For decades, sewage sludge has been quietly spread across farmland, marketed as nutrient rich fertiliser. While the main part of sewage isn’t the issue, as farm slurry is often added with beneficial results, it’s the household and industrial chemicals that threaten the long-term health of British farmland. PFAS (forever chemicals), which include pharmaceuticals, pesticides, hormone-damaging chemicals, and microplastics, are often spread along with the sewage, becoming an easy way for large companies to covertly dump toxic industrial waste. Every year, about 87% of the UK’s 3.6 million tonnes of sewage sludge is applied to farmland.  

This doesn’t just damage the food that we consume; contaminated fields become a silent source of pollution and water runoff from fields causes issues such as algae blooms in neighbouring rivers. Toxic algae blooms occur when too many nutrients reach rivers – this causes eutrophication, a process which means that the algae blooms starve the rest of the river (including all animals and plants) from oxygen, growing uncontrollably and blocking out sunlight.  

Sweden have been proactive in utilising their sewage and minimising the environmental hazards. They use a method whereby they incinerate the sewage to burn off toxic chemicals and then the ash is used for phosphorus recovery. This is then used on farms to improve soil health. It has many other benefits such as a reduced reliance on mined phosphate rock, less environmental pollution, and reduced fertiliser costs.  

With UK farming under increasing economic pressure, farmers cannot be blamed solely for this.
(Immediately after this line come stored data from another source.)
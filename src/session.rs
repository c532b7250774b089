use crate::db::RecordStore;
use crate::proposal::{self, ReadyProposal};
use log::{debug, warn};
use serde_json::Value;
use std::sync::Mutex;
use std::time::Duration;
use tokio::sync::broadcast::error::RecvError;

pub const DEFAULT_POLL_INTERVAL: Duration = Duration::from_secs(1);

#[derive(Default)]
struct SessionState {
    waiting: Option<String>,
    last_proposal: Option<String>,
    // A completion that arrived before anyone registered interest.
    pending_saved: Option<String>,
}

/// Per-process generation tracking: which filename the client is waiting
/// on, which file's proposal completed most recently, and a single
/// pending-match slot for completions that land early. All three are
/// last-write-wins; at most one generation is truly in flight per session.
pub struct ProposalSession {
    state: Mutex<SessionState>,
    poll_interval: Duration,
}

impl ProposalSession {
    pub fn new() -> Self {
        Self::with_poll_interval(DEFAULT_POLL_INTERVAL)
    }

    pub fn with_poll_interval(poll_interval: Duration) -> Self {
        Self {
            state: Mutex::new(SessionState::default()),
            poll_interval,
        }
    }

    // ── Waiting slot ──

    pub fn set_waiting(&self, filename: &str) {
        self.state.lock().unwrap().waiting = Some(filename.to_string());
    }

    pub fn waiting(&self) -> Option<String> {
        self.state.lock().unwrap().waiting.clone()
    }

    pub fn clear_waiting(&self) {
        self.state.lock().unwrap().waiting = None;
    }

    fn clear_waiting_if(&self, filename: &str) {
        let mut state = self.state.lock().unwrap();
        if state.waiting.as_deref() == Some(filename) {
            state.waiting = None;
        }
    }

    // ── Last completed proposal ──

    pub fn set_last_proposal_file(&self, filename: &str) {
        self.state.lock().unwrap().last_proposal = Some(filename.to_string());
    }

    pub fn last_proposal_file(&self) -> Option<String> {
        self.state.lock().unwrap().last_proposal.clone()
    }

    // ── Pending match slot ──

    /// Remember a completion nobody was waiting on yet. Last write wins.
    pub fn note_saved(&self, filename: &str) {
        debug!("remembering early completion for {filename}");
        self.state.lock().unwrap().pending_saved = Some(filename.to_string());
    }

    /// Consume the pending slot if it matches `filename`.
    pub fn consume_pending(&self, filename: &str) -> bool {
        let mut state = self.state.lock().unwrap();
        if state.pending_saved.as_deref() == Some(filename) {
            state.pending_saved = None;
            true
        } else {
            false
        }
    }

    // ── Readiness ──

    /// Resolve the current generation request exactly once. Checks the
    /// pending slot and the store first (a completion may have landed
    /// before interest was registered), then waits on the bus with a
    /// fixed-interval poll of the store as the fallback path. Returns
    /// None immediately when nothing is being waited on, or later if the
    /// waiting slot is cleared or superseded without a match.
    pub async fn await_ready(&self, store: &RecordStore) -> Option<ReadyProposal> {
        let waited = self.waiting()?;
        if self.consume_pending(&waited) {
            debug!("completion for {waited} was already recorded");
        }
        if let Some(ready) = self.try_resolve(store, &waited) {
            return Some(ready);
        }

        let mut rx = store.proposal_events().subscribe();
        let mut tick = tokio::time::interval(self.poll_interval);
        tick.tick().await; // immediate first tick already covered above
        loop {
            tokio::select! {
                msg = rx.recv() => match msg {
                    Ok(name) if name == waited => {
                        if let Some(ready) = self.try_resolve(store, &waited) {
                            return Some(ready);
                        }
                    }
                    Ok(name) => self.note_saved(&name),
                    Err(RecvError::Lagged(n)) => {
                        warn!("proposal events lagged by {n}; polling covers the gap");
                    }
                    Err(RecvError::Closed) => {
                        warn!("proposal event channel closed; polling only");
                        return self.poll_until_ready(store, &waited).await;
                    }
                },
                _ = tick.tick() => {
                    if self.waiting().as_deref() != Some(waited.as_str()) {
                        debug!("stopped waiting on {waited}");
                        return None;
                    }
                    if let Some(ready) = self.try_resolve(store, &waited) {
                        return Some(ready);
                    }
                }
            }
        }
    }

    async fn poll_until_ready(&self, store: &RecordStore, waited: &str) -> Option<ReadyProposal> {
        let mut tick = tokio::time::interval(self.poll_interval);
        loop {
            tick.tick().await;
            if self.waiting().as_deref() != Some(waited) {
                return None;
            }
            if let Some(ready) = self.try_resolve(store, waited) {
                return Some(ready);
            }
        }
    }

    // Surfaces a stored proposal at most once: on success the waiting
    // slot is cleared, so no later notification or poll tick can
    // re-resolve the same request.
    fn try_resolve(&self, store: &RecordStore, filename: &str) -> Option<ReadyProposal> {
        let proposal_json = match store.get_proposal_for_file(filename) {
            Ok(Some(json)) if !json.trim().is_empty() => json,
            Ok(_) => return None,
            Err(e) => {
                warn!("record lookup failed for {filename}: {e}");
                return None;
            }
        };
        let parsed: Option<Value> = serde_json::from_str(&proposal_json).ok();
        let report_html = parsed.as_ref().and_then(proposal::extract_html);
        let feasibility = parsed
            .as_ref()
            .map(proposal::extract_feasibility)
            .unwrap_or_default();
        self.clear_waiting_if(filename);
        debug!("proposal ready for {filename}");
        Some(ReadyProposal {
            filename: filename.to_string(),
            proposal_json,
            report_html,
            feasibility,
        })
    }
}

impl Default for ProposalSession {
    fn default() -> Self {
        Self::new()
    }
}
Farm money is running dry due to the wet spring and immensely dry summer. Weather-related crop loss has been known to cost farms up to £100,000. This sewage issue means they have been put in a tough moral predicament: use cheap toxic sludge and risk environmental damage or invest in costly agrochemicals that strain already tight budgets. There are currently no government grants to help farmers make the environmentally beneficial decision, only grants to store the slurry. The SFI (Sustainable Farming Incentive) did help in the past, however, the Government closed applications on the 11th of March 2025.  

Phosphorus recovery is starting to emerge within the UK but has not yet become a prominent factor in the agricultural scene. It is an expensive method of using sewage, so a real government push and incentives are needed to make this successful, feasible, and accessible for British farmers.